Dataset entries:
--- START ---

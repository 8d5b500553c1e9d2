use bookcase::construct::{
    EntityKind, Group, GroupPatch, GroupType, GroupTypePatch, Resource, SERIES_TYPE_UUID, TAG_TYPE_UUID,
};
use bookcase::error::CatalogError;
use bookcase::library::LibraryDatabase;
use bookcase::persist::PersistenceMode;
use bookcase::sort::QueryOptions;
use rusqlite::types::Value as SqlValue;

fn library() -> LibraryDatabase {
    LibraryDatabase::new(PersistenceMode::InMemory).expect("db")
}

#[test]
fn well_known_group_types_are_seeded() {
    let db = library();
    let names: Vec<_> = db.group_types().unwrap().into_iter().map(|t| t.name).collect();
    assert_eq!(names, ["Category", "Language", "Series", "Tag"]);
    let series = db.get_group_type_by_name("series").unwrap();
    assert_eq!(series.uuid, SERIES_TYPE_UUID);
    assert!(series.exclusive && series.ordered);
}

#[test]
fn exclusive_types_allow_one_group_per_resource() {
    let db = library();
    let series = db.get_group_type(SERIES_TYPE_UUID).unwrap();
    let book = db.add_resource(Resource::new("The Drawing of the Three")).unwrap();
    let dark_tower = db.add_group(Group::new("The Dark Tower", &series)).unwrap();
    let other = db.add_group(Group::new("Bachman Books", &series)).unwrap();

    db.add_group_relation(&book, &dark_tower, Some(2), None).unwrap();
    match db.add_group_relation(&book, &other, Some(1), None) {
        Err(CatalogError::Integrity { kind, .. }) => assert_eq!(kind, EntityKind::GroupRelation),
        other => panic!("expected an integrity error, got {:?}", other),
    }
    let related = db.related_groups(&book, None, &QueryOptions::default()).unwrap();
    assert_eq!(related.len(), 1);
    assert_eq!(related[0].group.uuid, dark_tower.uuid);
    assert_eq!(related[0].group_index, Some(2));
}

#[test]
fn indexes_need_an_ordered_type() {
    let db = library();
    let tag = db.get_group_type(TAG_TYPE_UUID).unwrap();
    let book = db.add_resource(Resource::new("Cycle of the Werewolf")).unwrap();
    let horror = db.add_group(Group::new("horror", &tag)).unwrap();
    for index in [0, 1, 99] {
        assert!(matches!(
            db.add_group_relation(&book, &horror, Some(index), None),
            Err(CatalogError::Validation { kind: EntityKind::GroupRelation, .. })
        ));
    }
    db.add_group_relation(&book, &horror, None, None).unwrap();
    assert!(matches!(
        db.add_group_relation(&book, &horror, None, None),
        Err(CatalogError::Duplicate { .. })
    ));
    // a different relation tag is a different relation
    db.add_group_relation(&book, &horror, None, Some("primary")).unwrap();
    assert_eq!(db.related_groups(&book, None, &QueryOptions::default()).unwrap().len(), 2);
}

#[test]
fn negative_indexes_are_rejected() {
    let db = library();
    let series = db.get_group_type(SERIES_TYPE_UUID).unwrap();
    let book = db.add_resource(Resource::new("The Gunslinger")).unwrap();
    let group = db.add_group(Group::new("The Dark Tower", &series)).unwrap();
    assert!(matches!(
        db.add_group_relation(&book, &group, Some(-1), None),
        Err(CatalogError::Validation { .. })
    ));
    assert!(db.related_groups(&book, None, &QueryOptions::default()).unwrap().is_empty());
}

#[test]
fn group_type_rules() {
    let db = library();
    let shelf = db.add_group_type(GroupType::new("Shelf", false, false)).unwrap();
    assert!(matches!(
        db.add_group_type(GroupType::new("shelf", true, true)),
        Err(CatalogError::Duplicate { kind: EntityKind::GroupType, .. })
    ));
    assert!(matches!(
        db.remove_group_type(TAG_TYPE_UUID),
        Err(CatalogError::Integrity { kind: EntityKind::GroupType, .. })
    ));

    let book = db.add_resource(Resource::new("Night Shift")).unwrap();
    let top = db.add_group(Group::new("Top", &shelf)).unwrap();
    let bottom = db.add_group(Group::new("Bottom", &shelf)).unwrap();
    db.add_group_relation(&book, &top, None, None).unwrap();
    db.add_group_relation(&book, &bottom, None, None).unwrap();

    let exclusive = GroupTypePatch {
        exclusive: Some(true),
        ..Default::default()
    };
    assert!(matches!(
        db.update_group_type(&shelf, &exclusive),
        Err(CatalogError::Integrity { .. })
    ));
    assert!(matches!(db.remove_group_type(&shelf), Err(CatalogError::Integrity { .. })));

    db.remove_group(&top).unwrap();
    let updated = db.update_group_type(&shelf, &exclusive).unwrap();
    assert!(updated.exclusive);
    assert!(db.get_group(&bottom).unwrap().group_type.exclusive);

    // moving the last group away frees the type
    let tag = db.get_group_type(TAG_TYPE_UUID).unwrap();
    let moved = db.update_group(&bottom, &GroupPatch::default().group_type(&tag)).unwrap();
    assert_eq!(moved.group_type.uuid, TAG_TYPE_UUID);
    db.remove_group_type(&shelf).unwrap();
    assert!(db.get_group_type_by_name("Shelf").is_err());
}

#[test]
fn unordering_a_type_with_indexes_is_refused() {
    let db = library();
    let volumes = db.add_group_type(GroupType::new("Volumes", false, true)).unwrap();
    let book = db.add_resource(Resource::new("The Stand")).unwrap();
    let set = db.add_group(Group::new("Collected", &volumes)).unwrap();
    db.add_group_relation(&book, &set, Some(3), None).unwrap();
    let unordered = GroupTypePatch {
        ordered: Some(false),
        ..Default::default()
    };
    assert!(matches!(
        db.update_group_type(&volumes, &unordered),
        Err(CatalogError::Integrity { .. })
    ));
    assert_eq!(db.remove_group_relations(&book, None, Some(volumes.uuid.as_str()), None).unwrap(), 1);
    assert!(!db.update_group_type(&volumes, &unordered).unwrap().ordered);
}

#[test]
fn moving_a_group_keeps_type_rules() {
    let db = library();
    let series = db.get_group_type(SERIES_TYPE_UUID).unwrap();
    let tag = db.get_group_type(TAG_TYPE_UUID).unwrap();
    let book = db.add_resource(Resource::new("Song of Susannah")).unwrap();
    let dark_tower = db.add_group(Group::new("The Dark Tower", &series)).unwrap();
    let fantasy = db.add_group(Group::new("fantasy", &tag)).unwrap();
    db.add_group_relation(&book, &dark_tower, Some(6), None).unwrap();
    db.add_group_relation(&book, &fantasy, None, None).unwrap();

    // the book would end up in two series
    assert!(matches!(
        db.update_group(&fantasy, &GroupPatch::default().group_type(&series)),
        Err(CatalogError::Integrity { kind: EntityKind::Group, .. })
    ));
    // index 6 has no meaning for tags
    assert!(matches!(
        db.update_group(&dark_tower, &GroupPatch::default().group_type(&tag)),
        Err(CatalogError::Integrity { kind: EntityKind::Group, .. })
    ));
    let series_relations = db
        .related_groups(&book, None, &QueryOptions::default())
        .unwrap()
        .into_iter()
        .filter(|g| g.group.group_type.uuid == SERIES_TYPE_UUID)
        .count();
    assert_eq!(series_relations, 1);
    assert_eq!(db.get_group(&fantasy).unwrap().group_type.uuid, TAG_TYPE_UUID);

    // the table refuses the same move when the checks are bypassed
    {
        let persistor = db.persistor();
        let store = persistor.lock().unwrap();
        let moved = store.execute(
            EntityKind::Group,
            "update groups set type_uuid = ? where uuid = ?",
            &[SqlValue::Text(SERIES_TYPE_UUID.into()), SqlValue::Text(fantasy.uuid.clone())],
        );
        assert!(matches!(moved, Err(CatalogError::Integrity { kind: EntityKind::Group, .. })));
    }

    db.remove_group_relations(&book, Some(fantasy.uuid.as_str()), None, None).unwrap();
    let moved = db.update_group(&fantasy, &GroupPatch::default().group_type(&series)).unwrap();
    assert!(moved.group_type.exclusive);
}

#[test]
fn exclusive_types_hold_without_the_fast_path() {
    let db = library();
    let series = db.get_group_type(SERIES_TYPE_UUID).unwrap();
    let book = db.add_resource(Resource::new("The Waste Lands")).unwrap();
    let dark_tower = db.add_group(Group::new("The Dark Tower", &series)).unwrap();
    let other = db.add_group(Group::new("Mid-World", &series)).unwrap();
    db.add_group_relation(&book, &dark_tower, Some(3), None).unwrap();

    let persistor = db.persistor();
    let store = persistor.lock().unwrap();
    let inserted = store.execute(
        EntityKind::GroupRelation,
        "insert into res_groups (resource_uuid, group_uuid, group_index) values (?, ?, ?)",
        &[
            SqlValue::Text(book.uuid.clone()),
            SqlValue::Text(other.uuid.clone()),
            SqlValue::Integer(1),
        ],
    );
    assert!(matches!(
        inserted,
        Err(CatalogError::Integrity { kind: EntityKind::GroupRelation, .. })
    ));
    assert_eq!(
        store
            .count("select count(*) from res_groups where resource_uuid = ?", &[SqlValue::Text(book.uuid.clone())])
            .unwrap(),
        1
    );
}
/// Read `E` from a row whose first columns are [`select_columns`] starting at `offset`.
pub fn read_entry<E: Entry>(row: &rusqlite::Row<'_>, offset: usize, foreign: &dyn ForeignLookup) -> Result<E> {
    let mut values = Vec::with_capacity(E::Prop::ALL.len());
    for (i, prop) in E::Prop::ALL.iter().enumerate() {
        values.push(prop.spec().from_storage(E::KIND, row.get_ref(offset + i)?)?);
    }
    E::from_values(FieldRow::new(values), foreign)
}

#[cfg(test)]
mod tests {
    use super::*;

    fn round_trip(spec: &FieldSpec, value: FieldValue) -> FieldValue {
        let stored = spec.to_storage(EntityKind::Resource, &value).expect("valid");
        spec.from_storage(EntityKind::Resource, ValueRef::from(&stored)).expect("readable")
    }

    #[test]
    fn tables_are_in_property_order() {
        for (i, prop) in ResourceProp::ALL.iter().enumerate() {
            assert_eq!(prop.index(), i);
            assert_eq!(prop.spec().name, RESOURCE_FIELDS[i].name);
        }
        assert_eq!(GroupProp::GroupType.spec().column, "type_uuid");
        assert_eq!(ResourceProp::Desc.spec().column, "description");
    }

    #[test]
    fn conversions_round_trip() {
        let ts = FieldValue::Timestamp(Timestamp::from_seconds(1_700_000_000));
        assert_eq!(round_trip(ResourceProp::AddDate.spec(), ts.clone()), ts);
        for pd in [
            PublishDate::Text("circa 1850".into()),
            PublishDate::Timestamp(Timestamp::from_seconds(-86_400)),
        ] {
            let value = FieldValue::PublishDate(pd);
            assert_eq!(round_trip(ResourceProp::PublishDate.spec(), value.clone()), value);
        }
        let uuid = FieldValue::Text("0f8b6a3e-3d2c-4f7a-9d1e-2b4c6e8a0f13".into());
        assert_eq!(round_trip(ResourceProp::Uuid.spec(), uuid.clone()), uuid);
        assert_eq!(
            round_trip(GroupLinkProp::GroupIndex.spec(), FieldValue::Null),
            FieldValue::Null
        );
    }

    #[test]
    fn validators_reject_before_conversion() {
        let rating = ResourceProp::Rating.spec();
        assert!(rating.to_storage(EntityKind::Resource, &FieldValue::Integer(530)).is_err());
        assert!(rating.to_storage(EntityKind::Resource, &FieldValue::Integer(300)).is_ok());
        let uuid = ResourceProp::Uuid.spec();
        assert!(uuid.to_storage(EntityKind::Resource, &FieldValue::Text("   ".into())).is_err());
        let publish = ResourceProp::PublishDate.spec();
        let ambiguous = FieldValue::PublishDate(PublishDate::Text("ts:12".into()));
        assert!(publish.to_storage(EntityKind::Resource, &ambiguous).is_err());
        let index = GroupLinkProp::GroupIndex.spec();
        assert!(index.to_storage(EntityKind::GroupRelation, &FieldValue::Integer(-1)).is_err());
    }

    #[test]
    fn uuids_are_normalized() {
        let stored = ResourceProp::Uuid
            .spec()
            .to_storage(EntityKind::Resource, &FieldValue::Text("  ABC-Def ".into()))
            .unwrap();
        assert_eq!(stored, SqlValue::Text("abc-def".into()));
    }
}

--- END ---

### What you will do
Beginning with the very first line of the records above, please retype each line through the one that has "use bookcase::library::LibraryDatabase;", and add nothing.

### Reply to the task
repository 8d5b500553c1e9d2
use bookcase::construct::{
    EntityKind, Group, GroupPatch, GroupType, GroupTypePatch, Resource, SERIES_TYPE_UUID, TAG_TYPE_UUID,
};
use bookcase::error::CatalogError;
use bookcase::library::LibraryDatabase;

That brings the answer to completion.